─── Information shown

//! Capacity-aware orchestration of jobs across fault-tolerant containers.
//!
//! One call to [`Orchestrator::orchestrate_executions`] runs in three phases:
//!
//! 1. **Partition**: every container broadcasts every job to its channels; the
//!    resulting variants are grouped by device with duplicates removed.
//! 2. **Dispatch**: devices run concurrently, each device's variants in sequential
//!    chunks no larger than the backend's capacity for it.
//! 3. **Aggregate**: each container's channel records are rebuilt from the outcomes
//!    and reconciled by the container's aggregator, then stored per (job, container).

pub mod backend;
pub mod results;

use std::collections::{BTreeMap, HashMap, HashSet};
use std::sync::Arc;

use futures::future::try_join_all;
use tracing::{debug, info, warn};

use crate::channel::{ContainerId, DeviceId, Job, JobId, JobVariant, VariantId};
use crate::container::FaultTolerantContainer;
use crate::error::{RedundancyError, RedundancyResult};
use crate::record::{Counts, MeasurementRecord};

pub use backend::{ExecutionBackend, ResultSet};
pub use results::{OrchestratedResult, ResultManager};

/// Outcomes of every chunk dispatched to one device.
#[derive(Debug, Default)]
struct DeviceOutcome {
    chunks: Vec<ResultSet>,
    chunk_of: HashMap<VariantId, usize>,
}

impl DeviceOutcome {
    /// The dispatching chunk first, then every other chunk.
    fn counts_for(&self, variant: &VariantId) -> RedundancyResult<&Counts> {
        let home = self.chunk_of.get(variant).copied();
        if let Some(set) = home.and_then(|i| self.chunks.get(i)) {
            if set.contains(variant) {
                return set.counts_for(variant);
            }
        }
        self.chunks
            .iter()
            .enumerate()
            .filter(|(i, _)| Some(*i) != home)
            .find_map(|(_, set)| set.counts_for(variant).ok())
            .ok_or_else(|| RedundancyError::lookup(format!("no outcome for variant {}", variant)))
    }
}

/// Runs jobs through a set of containers on one execution backend.
pub struct Orchestrator<B: ExecutionBackend> {
    backend: Arc<B>,
    containers: Vec<FaultTolerantContainer>,
    results: ResultManager,
}

impl<B: ExecutionBackend> Orchestrator<B> {
    /// Containers with a repeated id are dropped after the first.
    pub fn new(
        backend: Arc<B>,
        containers: impl IntoIterator<Item = FaultTolerantContainer>,
    ) -> Self {
        let mut seen = HashSet::new();
        let mut unique = Vec::new();
        for container in containers {
            if seen.insert(container.id().clone()) {
                unique.push(container);
            } else {
                warn!(container = %container.id(), "Duplicate container ignored");
            }
        }
        Self {
            backend,
            containers: unique,
            results: ResultManager::new(),
        }
    }

    pub fn containers(&self) -> &[FaultTolerantContainer] {
        &self.containers
    }

    pub fn backend(&self) -> &Arc<B> {
        &self.backend
    }

    pub fn results(&self) -> &ResultManager {
        &self.results
    }

    /// Run `jobs` through every container and store one aggregate per pair.
    ///
    /// Every pair's records are resolved before any aggregator runs, so a missing
    /// outcome fails the call without touching stored results or switch state.
    /// Results are stored only once every pair has aggregated. Jobs are aggregated
    /// in the order given, so stateful aggregators (sparing) observe them in that
    /// order.
    pub async fn orchestrate_executions(&mut self, jobs: &[Job]) -> RedundancyResult<()> {
        let partitions = self.partition(jobs);
        let variants: usize = partitions.values().map(Vec::len).sum();
        info!(
            jobs = jobs.len(),
            containers = self.containers.len(),
            devices = partitions.len(),
            variants,
            "Dispatching job variants"
        );

        let backend = self.backend.as_ref();
        let dispatches = partitions
            .iter()
            .map(|(device, variants)| dispatch_device(backend, device, variants));
        let outcomes = try_join_all(dispatches).await?;
        let by_device: HashMap<&DeviceId, DeviceOutcome> =
            partitions.keys().zip(outcomes).collect();

        let mut resolved = Vec::with_capacity(jobs.len() * self.containers.len());
        for job in jobs {
            for container in &self.containers {
                let records = resolve_records(&by_device, job, container)?;
                resolved.push((job, container, records));
            }
        }

        let mut staged = Vec::with_capacity(resolved.len());
        for (job, container, records) in resolved {
            let aggregate = container.aggregate(&records)?;
            debug!(
                job = %job.id,
                container = %container.id(),
                accepted = aggregate.accepted(),
                "Aggregated job"
            );
            staged.push((
                job.id.clone(),
                container.id().clone(),
                OrchestratedResult {
                    aggregate,
                    channels: records,
                },
            ));
        }

        for (job, container, result) in staged {
            self.results.insert(job, container, result);
        }
        Ok(())
    }

    /// Stored result for `job` under `container`.
    pub fn get_result_for(
        &self,
        job: &JobId,
        container: &ContainerId,
    ) -> RedundancyResult<&OrchestratedResult> {
        self.results.get(job, container)
    }

    fn partition(&self, jobs: &[Job]) -> BTreeMap<DeviceId, Vec<JobVariant>> {
        let mut seen = HashSet::new();
        let mut partitions: BTreeMap<DeviceId, Vec<JobVariant>> = BTreeMap::new();
        for job in jobs {
            for container in &self.containers {
                for variant in container.broadcast_and_apply(job) {
                    if seen.insert(variant.id.clone()) {
                        partitions
                            .entry(variant.device.clone())
                            .or_default()
                            .push(variant);
                    }
                }
            }
        }
        partitions
    }
}

/// One record per channel of `container` for `job`, in channel order.
fn resolve_records(
    by_device: &HashMap<&DeviceId, DeviceOutcome>,
    job: &Job,
    container: &FaultTolerantContainer,
) -> RedundancyResult<Vec<MeasurementRecord>> {
    container
        .channels()
        .iter()
        .map(|channel| -> RedundancyResult<MeasurementRecord> {
            let variant = channel.variant_id_for(&job.id);
            let outcome = by_device.get(channel.device()).ok_or_else(|| {
                RedundancyError::lookup(format!(
                    "no outcome for variant {}: device {} was not dispatched",
                    variant,
                    channel.device()
                ))
            })?;
            let counts = outcome.counts_for(&variant)?;
            Ok(MeasurementRecord::from_channel(
                channel.id().clone(),
                counts.clone(),
            ))
        })
        .collect()
}

async fn dispatch_device<B: ExecutionBackend>(
    backend: &B,
    device: &DeviceId,
    variants: &[JobVariant],
) -> RedundancyResult<DeviceOutcome> {
    let size = match backend.max_job_size_for(device) {
        Some(limit) if limit > 0 => limit,
        _ => variants.len().max(1),
    };
    let mut outcome = DeviceOutcome::default();
    for (index, chunk) in variants.chunks(size).enumerate() {
        debug!(
            device = %device,
            chunk = index,
            variants = chunk.len(),
            "Executing chunk"
        );
        for variant in chunk {
            outcome.chunk_of.insert(variant.id.clone(), index);
        }
        outcome.chunks.push(backend.execute_batch(device, chunk).await?);
    }
    Ok(outcome)
}
//! FormStore Trait - Form Storage Abstraction
//!
//! Persistence of Master definitions is delegated to a remote storage
//! service. The compiler only reads through it (to resolve `baseFormID` and
//! `formID` references); the HTTP layer passes mutations straight through.

use crate::clients::ClientError;
use crate::models::Master;
use async_trait::async_trait;
use serde_json::Value;

/// Storage of Master form definitions
///
/// A missing form must be reported as `ClientError::Http` with status 404
/// so the status can be propagated to the caller.
#[async_trait]
pub trait FormStore: Send + Sync {
    /// Summaries of every stored form
    async fn get_forms(&self) -> Result<Vec<Value>, ClientError>;

    /// A form by id
    async fn get_form(&self, id: &str) -> Result<Master, ClientError>;

    /// Store a new form, returning it with its assigned id
    async fn create_form(&self, form: Master) -> Result<Master, ClientError>;

    /// Replace a stored form
    async fn update_form(&self, id: &str, form: Master) -> Result<Master, ClientError>;

    /// Delete a stored form
    async fn delete_form(&self, id: &str) -> Result<(), ClientError>;
}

──────

Problem to work on: Gather each line of the listing containing the word "ContainerId" and show it.

Task output:
use crate::channel::{ContainerId, DeviceId, Job, JobId, JobVariant, VariantId};
        container: &ContainerId,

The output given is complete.